*WHAT THE TASK REQUIRES*
For every line below, set down an identical copy.

Start of INPUT MATERIAL

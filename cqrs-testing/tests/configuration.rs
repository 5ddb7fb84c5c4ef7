use std::sync::Arc;

use anyhow::Result;
use cqrs_host::{CompositionContainer, DefaultContainer, HostError};
use cqrs_testing::{TEST_ENVIRONMENT, TestApplication, TestingError};
use cqrs_testing_example::App;

#[derive(Debug, Default)]
struct Foo;

#[test]
fn reads_application_defaults() -> Result<()> {
    let app = TestApplication::<App>::new();
    let configuration = app.configuration()?;

    assert_eq!(configuration.get("SomeConfigKey"), Some("SomeConfigValue"));
    assert_eq!(
        configuration.get("AnotherConfigKey"),
        Some("AnotherConfigValue")
    );
    Ok(())
}

#[test]
fn overrides_win_over_application_defaults() -> Result<()> {
    let app = TestApplication::<App>::new();
    app.with_configuration("SomeConfigKey", "SomeOverriddenConfigValue")?
        .with_configuration("AnotherConfigKey", "AnotherOverriddenConfigValue")?
        .with_configuration("Brand:New", "value")?;

    let configuration = app.configuration()?;
    assert_eq!(
        configuration.get("SomeConfigKey"),
        Some("SomeOverriddenConfigValue")
    );
    assert_eq!(
        configuration.get("AnotherConfigKey"),
        Some("AnotherOverriddenConfigValue")
    );
    assert_eq!(configuration.get("brand:new"), Some("value"));
    Ok(())
}

#[test]
fn most_recent_override_of_a_key_wins() -> Result<()> {
    let app = TestApplication::<App>::new();
    app.with_configuration("SomeConfigKey", "first")?
        .with_configuration("SomeConfigKey", "second")?;

    assert_eq!(app.configuration()?.get("SomeConfigKey"), Some("second"));
    Ok(())
}

#[test]
fn host_is_built_in_the_test_environment() -> Result<()> {
    let app = TestApplication::<App>::new();
    assert_eq!(app.host()?.environment(), TEST_ENVIRONMENT);

    let app = TestApplication::<App>::new();
    app.with_configuration("Environment", "Staging")?;
    assert_eq!(app.host()?.environment(), "Staging");
    Ok(())
}

#[test]
fn configure_services_registrations_are_resolvable() -> Result<()> {
    let app = TestApplication::<App>::new();
    app.configure_services(|_, services| {
        services.add_singleton(Arc::new(Foo));
    })?;

    assert!(app.services()?.is_registered::<Foo>());
    app.service::<Foo>()?;
    Ok(())
}

#[test]
fn configure_container_reaches_the_composition_container() -> Result<()> {
    let app = TestApplication::<App>::new();
    app.configure_container::<CompositionContainer, _>(|container| {
        assert!(container.composition_roots()[0].ends_with("AppCompositionRoot"));
        container.register::<Foo>();
    })?;

    app.service::<Foo>()?;
    Ok(())
}

#[test]
fn configure_container_with_the_wrong_type_fails_the_build() {
    let app = TestApplication::<App>::new();
    app.configure_container::<DefaultContainer, _>(|_| {})
        .unwrap();

    let err = app.create_client().unwrap_err();
    assert!(matches!(
        err,
        TestingError::Host(HostError::ContainerTypeMismatch { .. })
    ));
}

#[test]
fn configuration_after_build_is_rejected() -> Result<()> {
    let app = TestApplication::<App>::new();
    app.create_client()?;
    assert!(app.is_built());

    assert!(matches!(
        app.with_configuration("SomeConfigKey", "late"),
        Err(TestingError::HostAlreadyBuilt)
    ));
    assert!(matches!(
        app.mock_command_handler::<String>(),
        Err(TestingError::HostAlreadyBuilt)
    ));
    assert!(matches!(
        app.mock_http_client("posts"),
        Err(TestingError::HostAlreadyBuilt)
    ));
    assert_eq!(
        app.configuration()?.get("SomeConfigKey"),
        Some("SomeConfigValue")
    );
    Ok(())
}

#[test]
fn failing_queued_action_aborts_the_build() {
    let app = TestApplication::<App>::new();
    app.with_configuration("SomeConfigKey", "queued first")
        .unwrap()
        .configure_host_builder(|_| {
            Err(HostError::Composition("refusing to build".into()))
        })
        .unwrap();

    let err = app.create_client().unwrap_err();
    assert!(matches!(err, TestingError::Host(HostError::Composition(_))));
    assert!(!app.is_built());

    let err = app.configuration().unwrap_err();
    assert!(matches!(
        err,
        TestingError::HostBuildFailed(ref reason) if reason == "refusing to build"
    ));
}

#[test]
fn raw_host_builder_access() -> Result<()> {
    let app = TestApplication::<App>::new();
    app.configure_host_builder(|builder| {
        builder.configure_app_configuration(|context, config| {
            config.add_in_memory([("SeenEnvironment", context.environment.clone())]);
        });
        Ok(())
    })?;

    assert_eq!(
        app.configuration()?.get("SeenEnvironment"),
        Some(TEST_ENVIRONMENT)
    );
    Ok(())
}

End of INPUT MATERIAL

*RESPONSE TO THIS EXERCISE*
filename cqrs-testing/tests/configuration.rs
repository 5ddb7fb84c5c4ef7
use std::sync::Arc;

use anyhow::Result;
use cqrs_host::{CompositionContainer, DefaultContainer, HostError};
use cqrs_testing::{TEST_ENVIRONMENT, TestApplication, TestingError};
use cqrs_testing_example::App;

#[derive(Debug, Default)]
struct Foo;

#[test]
fn reads_application_defaults() -> Result<()> {
    let app = TestApplication::<App>::new();
    let configuration = app.configuration()?;

    assert_eq!(configuration.get("SomeConfigKey"), Some("SomeConfigValue"));
    assert_eq!(
        configuration.get("AnotherConfigKey"),
        Some("AnotherConfigValue")
    );
    Ok(())
}

#[test]
fn overrides_win_over_application_defaults() -> Result<()> {
    let app = TestApplication::<App>::new();
    app.with_configuration("SomeConfigKey", "SomeOverriddenConfigValue")?
        .with_configuration("AnotherConfigKey", "AnotherOverriddenConfigValue")?
        .with_configuration("Brand:New", "value")?;

    let configuration = app.configuration()?;
    assert_eq!(
        configuration.get("SomeConfigKey"),
        Some("SomeOverriddenConfigValue")
    );
    assert_eq!(
        configuration.get("AnotherConfigKey"),
        Some("AnotherOverriddenConfigValue")
    );
    assert_eq!(configuration.get("brand:new"), Some("value"));
    Ok(())
}

#[test]
fn most_recent_override_of_a_key_wins() -> Result<()> {
    let app = TestApplication::<App>::new();
    app.with_configuration("SomeConfigKey", "first")?
        .with_configuration("SomeConfigKey", "second")?;

    assert_eq!(app.configuration()?.get("SomeConfigKey"), Some("second"));
    Ok(())
}

#[test]
fn host_is_built_in_the_test_environment() -> Result<()> {
    let app = TestApplication::<App>::new();
    assert_eq!(app.host()?.environment(), TEST_ENVIRONMENT);

    let app = TestApplication::<App>::new();
    app.with_configuration("Environment", "Staging")?;
    assert_eq!(app.host()?.environment(), "Staging");
    Ok(())
}

#[test]
fn configure_services_registrations_are_resolvable() -> Result<()> {
    let app = TestApplication::<App>::new();
    app.configure_services(|_, services| {
        services.add_singleton(Arc::new(Foo));
    })?;

    assert!(app.services()?.is_registered::<Foo>());
    app.service::<Foo>()?;
    Ok(())
}

#[test]
fn configure_container_reaches_the_composition_container() -> Result<()> {
    let app = TestApplication::<App>::new();
    app.configure_container::<CompositionContainer, _>(|container| {
        assert!(container.composition_roots()[0].ends_with("AppCompositionRoot"));
        container.register::<Foo>();
    })?;

    app.service::<Foo>()?;
    Ok(())
}

#[test]
fn configure_container_with_the_wrong_type_fails_the_build() {
    let app = TestApplication::<App>::new();
    app.configure_container::<DefaultContainer, _>(|_| {})
        .unwrap();

    let err = app.create_client().unwrap_err();
    assert!(matches!(
        err,
        TestingError::Host(HostError::ContainerTypeMismatch { .. })
    ));
}

#[test]
fn configuration_after_build_is_rejected() -> Result<()> {
    let app = TestApplication::<App>::new();
    app.create_client()?;
    assert!(app.is_built());

    assert!(matches!(
        app.with_configuration("SomeConfigKey", "late"),
        Err(TestingError::HostAlreadyBuilt)
    ));
    assert!(matches!(
        app.mock_command_handler::<String>(),
        Err(TestingError::HostAlreadyBuilt)
    ));
    assert!(matches!(
        app.mock_http_client("posts"),
        Err(TestingError::HostAlreadyBuilt)
    ));
    assert_eq!(
        app.configuration()?.get("SomeConfigKey"),
        Some("SomeConfigValue")
    );
    Ok(())
}

#[test]
fn failing_queued_action_aborts_the_build() {
    let app = TestApplication::<App>::new();
    app.with_configuration("SomeConfigKey", "queued first")
        .unwrap()
        .configure_host_builder(|_| {
            Err(HostError::Composition("refusing to build".into()))
        })
        .unwrap();

    let err = app.create_client().unwrap_err();
    assert!(matches!(err, TestingError::Host(HostError::Composition(_))));
    assert!(!app.is_built());

    let err = app.configuration().unwrap_err();
    assert!(matches!(
        err,
        TestingError::HostBuildFailed(ref reason) if reason == "refusing to build"
    ));
}

#[test]
fn raw_host_builder_access() -> Result<()> {
    let app = TestApplication::<App>::new();
    app.configure_host_builder(|builder| {
        builder.configure_app_configuration(|context, config| {
            config.add_in_memory([("SeenEnvironment", context.environment.clone())]);
        });
        Ok(())
    })?;

    assert_eq!(
        app.configuration()?.get("SeenEnvironment"),
        Some(TEST_ENVIRONMENT)
    );
    Ok(())
}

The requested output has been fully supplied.